The Port's attractive and efficient Cruise Terminal has a range of facilities including telephones, bar/cafeteria, arts and craft shops, display areas and a Gibraltar Tourist Board Information office.
Shuttles (mostly mini vans - the wait can be long) are offered by the port as well (3 £ one way, 4 £ return), as well as taxi's. 4 £ per person one way.
Printable map to take along.
Watch a destination video.
When you first see the Rock of Gibraltar, it is its impressive stature, towering isolated above the surrounding countryside, that causes the greatest impact. It is a narrow peninsula linked to the end of the Iberian Peninsula by a narrow sandy isthmus.
Gibraltar is less than 7 square kilometers, so most of it can be seen on foot.

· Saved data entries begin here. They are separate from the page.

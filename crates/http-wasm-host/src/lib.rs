//! Host function dispatch and guest runtime for http-wasm.
//!
//! This crate wires the `http-handler` imports a guest may call to a
//! [`Host`](http_wasm_core::Host) implementation and manages the guest's
//! lifecycle.
//!
//! # Components
//!
//! - [`linker`]: The dispatch table. Each import marshals guest memory and
//!   calls exactly one capability method.
//! - [`runtime`]: [`Runtime`] compiles a guest once, links it, and hands out
//!   pooled instances.
//!
//! # Failure Containment
//!
//! Everything a guest can get wrong traps only the invocation it happened
//! in:
//!
//! 1. **Marshaling**: every offset and length is checked against the live
//!    memory size before use.
//! 2. **Protocol**: `next` and `send_response` are checked against the
//!    invocation state machine.
//! 3. **Resources**: fuel and memory limits bound each invocation.

pub mod linker;
pub mod runtime;

pub use runtime::{Runtime, RuntimeBuilder};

Bear in mind, though, that some of the roads (especially up to the Upper Rock) are very steep. Taxis will take the strain out of the climbs, and all the taxi drivers seem to know all the apes by name.

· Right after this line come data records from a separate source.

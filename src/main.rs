//! http-wasm CLI entry point.
//!
//! Serves a WebAssembly guest as HTTP middleware in front of an upstream
//! server: requests the guest passes on are proxied to the upstream.

use std::path::PathBuf;

use anyhow::Context;
use clap::Parser;
use tracing::info;
use tracing_subscriber::{layer::SubscriberExt, util::SubscriberInitExt};

use http_wasm_common::ConfigFile;
use http_wasm_host::Runtime;
use http_wasm_server::{AxumHost, ErrorPolicy, HttpWasmServer, ServerConfig, UpstreamProxy};

/// Run an http-wasm guest in front of an upstream server.
#[derive(Debug, Parser)]
#[command(name = "http-wasm", version, about)]
struct Args {
    /// TOML configuration file.
    #[arg(short, long, env = "HTTP_WASM_CONFIG")]
    config: Option<PathBuf>,

    /// Guest module, binary or text format. Overrides `[guest].path`.
    #[arg(short, long, env = "HTTP_WASM_GUEST")]
    guest: Option<String>,

    /// Configuration passed to the guest. Overrides `[guest].config`.
    #[arg(long, env = "HTTP_WASM_GUEST_CONFIG")]
    guest_config: Option<String>,

    /// Upstream base URL. Overrides `[upstream].url`.
    #[arg(short, long, env = "HTTP_WASM_UPSTREAM")]
    upstream: Option<String>,

    /// Bind address, e.g. `0.0.0.0:8080`. Overrides `[server].bind_addr`.
    #[arg(short, long, env = "BIND_ADDR")]
    bind: Option<String>,

    /// Emit logs as JSON lines.
    #[arg(long, env = "HTTP_WASM_LOG_JSON")]
    log_json: bool,
}

impl Args {
    fn load(self) -> anyhow::Result<ConfigFile> {
        let mut file = match &self.config {
            Some(path) => ConfigFile::from_file(path)?,
            None => ConfigFile::default(),
        };

        if let Some(guest) = self.guest {
            file.guest.path = Some(guest);
        }
        if let Some(guest_config) = self.guest_config {
            file.guest.config = Some(guest_config);
            file.guest.config_path = None;
        }
        if let Some(upstream) = self.upstream {
            file.upstream.url = Some(upstream);
        }
        if let Some(bind) = self.bind {
            file.server.bind_addr = bind;
        }
        Ok(file)
    }
}

#[tokio::main]
async fn main() -> anyhow::Result<()> {
    let args = Args::parse();

    // Initialize tracing
    let json = args.log_json;
    tracing_subscriber::registry()
        .with(
            tracing_subscriber::EnvFilter::try_from_default_env()
                .unwrap_or_else(|_| "info,http_wasm=debug".into()),
        )
        .with(json.then(|| tracing_subscriber::fmt::layer().json()))
        .with((!json).then(tracing_subscriber::fmt::layer))
        .init();

    let file = args.load()?;

    let guest_path = file
        .guest
        .path
        .as_deref()
        .context("No guest module. Pass --guest or set [guest].path")?;
    let upstream = file
        .upstream
        .url
        .as_deref()
        .context("No upstream. Pass --upstream or set [upstream].url")?;

    let source = std::fs::read(guest_path)
        .with_context(|| format!("Failed to read guest module '{guest_path}'"))?;
    let guest_config = file.guest.load_config()?;

    let server_config = ServerConfig::from_file(&file.server)?;
    let policy = ErrorPolicy::from_config(&file.errors)?;
    let proxy = UpstreamProxy::new(upstream, server_config.max_body_bytes)?;

    info!(guest = %guest_path, upstream = %upstream, "Configuration loaded");

    let runtime = Runtime::builder(AxumHost::new())
        .config(file.runtime)
        .guest_config(guest_config)
        .build(&source)
        .await
        .with_context(|| format!("Failed to load guest '{guest_path}'"))?;

    info!(bind_addr = %server_config.bind_addr, "Guest ready. Endpoints:");
    info!("  GET  /health  - Health check");
    info!("  GET  /ready   - Readiness check with pool occupancy");
    info!("  *    /*       - Through the guest to {upstream}");

    HttpWasmServer::new(runtime, proxy.into_router())
        .with_config(server_config)
        .with_policy(policy)
        .run()
        .await?;

    Ok(())
}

Do not miss very short runway. The tunnel at the end of the runway is now complete and is open to cars, buses and taxis. Pedestrians and e-scooters still cross the runway.
The name Gibraltar is the Spanish derivation of the Arabic name meaning "mountain of Tariq."
Cable cars run from 9.30am until 5.45pm to the Upper Rock. A "cable car and apes" ticket costs £16 return, while a ticket including entrance to St. Michael's Cave and the Siege Tunnels costs more and will require some walking and climbing.
Alternatively, a 'Taxi-Tour' (typically for 8 people in an MPV) will cost £31 for a 1.5 hr tour, and this includes the fees for entry to the Cave, tunnels and upper rock. Taxis will often tell you that the cable car is broken, do not believe them! These tours leave from the cruise terminal.
So if you just want to see the apes and enjoy the view, take the cable car, otherwise take the guide tour to see all. Watch your belongings, the apes can be very aggressive.
In season there can be long lines at the cable-car.
A 20 minute walk downhill from the Cable Car top station will take you down to St. Michael's Cave, an impressive cave system consisting of a large area where many concerts take place – the Upper Hall – and several smaller chambers equally impressive. The Upper Hall is also used to host weddings and other memorable events.
Thrill-seekers will have a new reason to visit Gibraltar, where work just finished on the installation of a 71-metre-long suspension bridge across a 50-metre-deep gorge at Anglian Way in the Upper Rock.
To learn about the history of Gibraltar visit the Gibraltar National Museum in the city center.
It pays to compare your cruise line tours here
Although Spain is very close, Spanish border controls are very cumbersome and traffic jams at the border are long and frequent.
Main Street, about a kilometer long with its adjoining lanes and byways offers a large selection of goods, often duty-free, and with truly british character, including "bobby's". At the and of Main Street is the cable car station.
Tobacco prices are often cheaper in the tax free shop of your ship. Alcohol is dirt cheap in Gibraltar.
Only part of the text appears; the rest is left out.